**Exercise aim**:
Reproduce the entries from their first line up to and including the line with "pub mod params;". Leave out everything after it.

Records for this task below:

//! Item payloads and the two-tier item key manager.
//!
//! Every encryption draws a fresh 512-bit item key. The item key is wrapped
//! under the master keys (`enc_item_key`) and its halves encrypt and
//! authenticate the content envelope:
//!
//! ```text
//! enc_item_key = envelope(item_key, mk, ak)
//! content      = envelope(content_json, item_key[..32], item_key[32..])
//! auth_hash    = HMAC(content, item_key[32..])        (001 only)
//! ```

pub mod batch;
#[cfg(feature = "async")]
pub mod batch_async;
pub mod params;

use base64::{Engine, engine::general_purpose::STANDARD};
use serde::{Deserialize, Serialize};
use serde_json::{Map, Value};
use tracing::{debug, instrument};

use crate::crypto::keys::ItemKey;
use crate::crypto::{CryptoError, CryptoProvider, MasterKeys, NativeCryptoProvider};
use crate::envelope::{
    DecryptError, Envelope, EnvelopeCodec, EnvelopeKeys, ProtocolVersion, UNENCRYPTED_TAG,
    VERSION_TAG_LEN,
};

pub use batch::{BatchError, BatchReport, ItemFailure};
#[cfg(feature = "async")]
pub use batch_async::{ChunkedBatch, decrypt_items_chunked};
pub use params::ItemParams;

/// An item as stored locally or exchanged with the sync server.
///
/// `content` is a string while the item is encrypted (or `000`-encoded) and
/// after decryption holds the plaintext JSON text. Local export formats may
/// carry the content object inline, which batch decryption skips.
#[derive(Debug, Clone, PartialEq, Serialize, Deserialize)]
pub struct ItemPayload {
    pub uuid: String,
    #[serde(default, skip_serializing_if = "Option::is_none")]
    pub content_type: Option<String>,
    #[serde(default)]
    pub content: Value,
    #[serde(default)]
    pub enc_item_key: Option<String>,
    #[serde(default)]
    pub auth_hash: Option<String>,
    #[serde(default)]
    pub deleted: bool,
    #[serde(default)]
    pub created_at: Option<String>,
    #[serde(default, skip_serializing_if = "Option::is_none")]
    pub updated_at: Option<String>,
    #[serde(default, skip_serializing_if = "Option::is_none")]
    pub dirty: Option<bool>,
    #[serde(
        default,
        rename = "errorDecrypting",
        skip_serializing_if = "Option::is_none"
    )]
    pub error_decrypting: Option<bool>,
    /// Fields this layer does not interpret, preserved as-is.
    #[serde(flatten)]
    pub extra: Map<String, Value>,
}

impl ItemPayload {
    /// A fresh item with string content and no encryption metadata.
    pub fn new(uuid: impl Into<String>, content: impl Into<String>) -> Self {
        Self {
            uuid: uuid.into(),
            content_type: None,
            content: Value::String(content.into()),
            enc_item_key: None,
            auth_hash: None,
            deleted: false,
            created_at: None,
            updated_at: None,
            dirty: None,
            error_decrypting: None,
            extra: Map::new(),
        }
    }

    /// Borrowed view of the encrypted fields, or `None` when the content is
    /// not a string.
    pub fn ciphertext(&self) -> Option<ItemCiphertext<'_>> {
        let content = self.content.as_str()?;
        Some(ItemCiphertext {
            uuid: &self.uuid,
            content,
            enc_item_key: self.enc_item_key.as_deref(),
            auth_hash: self.auth_hash.as_deref(),
        })
    }

    /// Content as JSON text, whether it is held as a string or inline.
    pub fn content_json(&self) -> String {
        match &self.content {
            Value::String(text) => text.clone(),
            other => other.to_string(),
        }
    }

    pub fn is_error_decrypting(&self) -> bool {
        self.error_decrypting == Some(true)
    }
}

/// Encrypted fields of one item, as consumed by [`ItemKeyManager::decrypt_item`].
#[derive(Debug, Clone, Copy)]
pub struct ItemCiphertext<'a> {
    pub uuid: &'a str,
    pub content: &'a str,
    pub enc_item_key: Option<&'a str>,
    /// Detached content auth hash, present only for `001` items.
    pub auth_hash: Option<&'a str>,
}

/// Output of [`ItemKeyManager::encrypt_item`].
#[derive(Debug, Clone, PartialEq, Eq, Serialize, Deserialize)]
pub struct EncryptedItemParams {
    pub enc_item_key: String,
    pub content: String,
    /// Only set for `001`.
    pub auth_hash: Option<String>,
}

/// Encrypts and decrypts items with per-item keys wrapped under master keys.
#[derive(Debug, Clone, Default)]
pub struct ItemKeyManager<P = NativeCryptoProvider> {
    provider: P,
}

impl<P: CryptoProvider> ItemKeyManager<P> {
    pub fn new(provider: P) -> Self {
        Self { provider }
    }

    pub fn provider(&self) -> &P {
        &self.provider
    }

    fn codec(&self) -> EnvelopeCodec<'_, P> {
        EnvelopeCodec::new(&self.provider)
    }

    /// Encrypt `content` for the item `uuid` under fresh item key.
    ///
    /// The `001` key wrapper is written bare, without its version tag.
    #[instrument(level = "debug", skip(self, content, keys), fields(version = %version))]
    pub fn encrypt_item(
        &self,
        uuid: &str,
        content: &str,
        keys: &MasterKeys,
        version: ProtocolVersion,
    ) -> Result<EncryptedItemParams, CryptoError> {
        let codec = self.codec();
        let item_key = ItemKey::generate(&self.provider)?;

        let master = EnvelopeKeys::new(keys.encryption_key(), keys.auth_key());
        let enc_item_key = match codec.encode(item_key.as_str(), master, uuid, version)? {
            Envelope::Legacy(legacy) => legacy.ciphertext().to_owned(),
            authenticated @ Envelope::Authenticated(_) => authenticated.to_string(),
        };

        let item_keys = EnvelopeKeys::new(item_key.encryption_key(), item_key.auth_key());
        let content_envelope = codec.encode(content, item_keys, uuid, version)?;

        let auth_hash = if version.is_authenticated() {
            None
        } else {
            Some(codec.detached_auth_hash(&content_envelope, item_key.auth_key())?)
        };

        debug!("Item encrypted");
        Ok(EncryptedItemParams {
            enc_item_key,
            content: content_envelope.to_string(),
            auth_hash,
        })
    }

    /// Decrypt one item's content.
    ///
    /// Content without a version tag, or an item without `enc_item_key`, is an
    /// unencrypted `000` payload and is base64-decoded. Any failure leaves
    /// nothing half-decrypted: the caller either gets the whole plaintext or
    /// an error.
    #[instrument(level = "debug", skip(self, item, keys), fields(uuid = item.uuid))]
    pub fn decrypt_item(
        &self,
        item: ItemCiphertext<'_>,
        keys: &MasterKeys,
    ) -> Result<String, DecryptError> {
        let enc_item_key = match item.enc_item_key {
            Some(key) if ProtocolVersion::from_prefix(item.content).is_some() => key,
            _ => return decode_unencrypted(item.content),
        };

        let codec = self.codec();

        let (key_envelope, requires_auth) = if is_tagged_envelope(enc_item_key) {
            (Envelope::decode(enc_item_key)?, true)
        } else {
            let tagged = format!("{}{enc_item_key}", ProtocolVersion::V001);
            (Envelope::decode(&tagged)?, false)
        };

        let master = EnvelopeKeys::new(keys.encryption_key(), keys.auth_key());
        let item_key = ItemKey::from_hex(codec.verify_and_decrypt(
            &key_envelope,
            master,
            item.uuid,
            requires_auth,
            None,
        )?);

        let content_envelope = Envelope::decode(item.content)?;
        let item_keys = EnvelopeKeys::new(item_key.encryption_key(), item_key.auth_key());
        let plaintext = codec.verify_and_decrypt(
            &content_envelope,
            item_keys,
            item.uuid,
            true,
            item.auth_hash,
        )?;

        Ok(plaintext.as_str().to_owned())
    }

    /// Decrypt `item` in place.
    ///
    /// Success replaces the content with the plaintext and clears
    /// `errorDecrypting`. Failure sets `errorDecrypting` and leaves the
    /// ciphertext untouched so it can be retried with other keys.
    /// Items whose content is not a string are left alone.
    pub fn apply_decryption(
        &self,
        item: &mut ItemPayload,
        keys: &MasterKeys,
    ) -> Result<(), DecryptError> {
        let Some(ciphertext) = item.ciphertext() else {
            return Ok(());
        };
        match self.decrypt_item(ciphertext, keys) {
            Ok(plaintext) => {
                item.content = Value::String(plaintext);
                item.error_decrypting = Some(false);
                Ok(())
            }
            Err(err) => {
                item.error_decrypting = Some(true);
                Err(err)
            }
        }
    }
}

/// Whether an `enc_item_key` carries its own authenticated version tag.
fn is_tagged_envelope(s: &str) -> bool {
    ProtocolVersion::from_prefix(s).is_some_and(ProtocolVersion::is_authenticated)
        && s.as_bytes().get(VERSION_TAG_LEN) == Some(&b':')
}

/// Encode content for storage without encryption: `"000" + base64(json)`.
pub fn encode_unencrypted(content_json: &str) -> String {
    format!("{UNENCRYPTED_TAG}{}", STANDARD.encode(content_json))
}

/// Read back a payload written by [`encode_unencrypted`].
pub fn decode_unencrypted(content: &str) -> Result<String, DecryptError> {
    let body = content
        .get(VERSION_TAG_LEN..)
        .ok_or(DecryptError::InvalidPlaintextPayload)?;
    let bytes = STANDARD
        .decode(body)
        .map_err(|_| DecryptError::InvalidPlaintextPayload)?;
    String::from_utf8(bytes).map_err(|_| DecryptError::InvalidPlaintextPayload)
}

End of Records for this task.

**Solution to the problem**:
//! Item payloads and the two-tier item key manager.
//!
//! Every encryption draws a fresh 512-bit item key. The item key is wrapped
//! under the master keys (`enc_item_key`) and its halves encrypt and
//! authenticate the content envelope:
//!
//! ```text
//! enc_item_key = envelope(item_key, mk, ak)
//! content      = envelope(content_json, item_key[..32], item_key[32..])
//! auth_hash    = HMAC(content, item_key[32..])        (001 only)
//! ```

pub mod batch;
#[cfg(feature = "async")]
pub mod batch_async;
pub mod params;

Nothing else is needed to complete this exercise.